Taxpayer PINs being rejected
- By Judi Hasson
- Feb 06, 2001
H&R Block Inc., the nation's biggest professional tax preparer, raised a red flag Tuesday over the Internal Revenue Service's electronic tax filing system with personal identification numbers selected by the taxpayer.
About half of the tax returns the company submitted electronically with PINs since Jan. 15 with PINs have been rejected. And about 90 percent of the company's e-filing clients have ended up mailing a form with their signature to back up the electronic tax return, the company said.
Neil Getzlow, an H&R Block spokesman, said the company is trying to work out the glitches with the IRS. He said taxpayers themselves could be part of the problem if they fail to provide the right information — last year's adjusted gross income and total tax — to prove their identity before selecting their PIN.
But Terry Lutes, head of the IRS Electronic Tax Administration, acknowledged, "The jury is still out on the process."
"We don't believe there's a problem with the [IRS] processing system," Lutes said. "There are issues around the new PIN alternative, not one we used before.
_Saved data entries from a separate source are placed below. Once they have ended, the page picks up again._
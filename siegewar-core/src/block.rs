use crate::state::BlockPos;
use serde::{Deserialize, Serialize};

/// A block the host is about to place.
#[derive(Debug, Clone, PartialEq, Eq, Serialize, Deserialize)]
pub struct PlacedBlock {
    /// Material key, optionally namespaced (`minecraft:white_banner`)
    pub type_key: String,
    pub position: BlockPos,
    /// Decorative banner patterns; always 0 for non-banners
    #[serde(default)]
    pub pattern_count: usize,
}

impl PlacedBlock {
    pub fn new(type_key: impl Into<String>, position: BlockPos) -> Self {
        Self {
            type_key: type_key.into(),
            position,
            pattern_count: 0,
        }
    }

    pub fn with_patterns(mut self, pattern_count: usize) -> Self {
        self.pattern_count = pattern_count;
        self
    }

    /// Key without its namespace.
    pub fn key(&self) -> &str {
        match self.type_key.rsplit_once(':') {
            Some((_, key)) => key,
            None => &self.type_key,
        }
    }

    pub fn category(&self) -> BlockCategory {
        let key = self.key();
        if key.ends_with("banner") && !key.contains("wall") {
            BlockCategory::Banner(banner_colour(key, self.pattern_count))
        } else if key == "chest" {
            BlockCategory::Chest
        } else {
            BlockCategory::Other
        }
    }
}

#[derive(Debug, Clone, Copy, PartialEq, Eq, Hash)]
pub enum BannerColour {
    /// Plain white: no patterns at all
    White,
    Colored,
}

#[derive(Debug, Clone, Copy, PartialEq, Eq, Hash)]
pub enum BlockCategory {
    /// Standing banner (wall banners are excluded)
    Banner(BannerColour),
    Chest,
    Other,
}

/// A banner only counts as white when it is undecorated.
pub fn banner_colour(key: &str, pattern_count: usize) -> BannerColour {
    if key.contains("white") && pattern_count == 0 {
        BannerColour::White
    } else {
        BannerColour::Colored
    }
}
Adjustment and training [is needed] on the part of the practitioner community." H&R Block appears to be having the biggest problem because of the large number of tax returns it handles, he said.
Since problems have surfaced, Getzlow said some H&R Block offices have recommend that taxpayers "send in a signature document" in addition to filing an electronic return.
In fact, a Federal Computer Week employee visited an H&R Block office on Monday for help in preparing and filing his tax return. Although his return was filed electronically, he was asked to sign his signature on paper to be sent to the IRS by mail.
Last year, H&R Block filed more than 12.6 million tax returns electronically, making it the largest single user of the system.
So far this year, more than 12 million tax returns have been filed electronically, including 1.5 million that successfully used a PIN, Lutes said. Last year, 35 million Americans filed tax returns electronically, but most sent their signatures to the IRS by mail.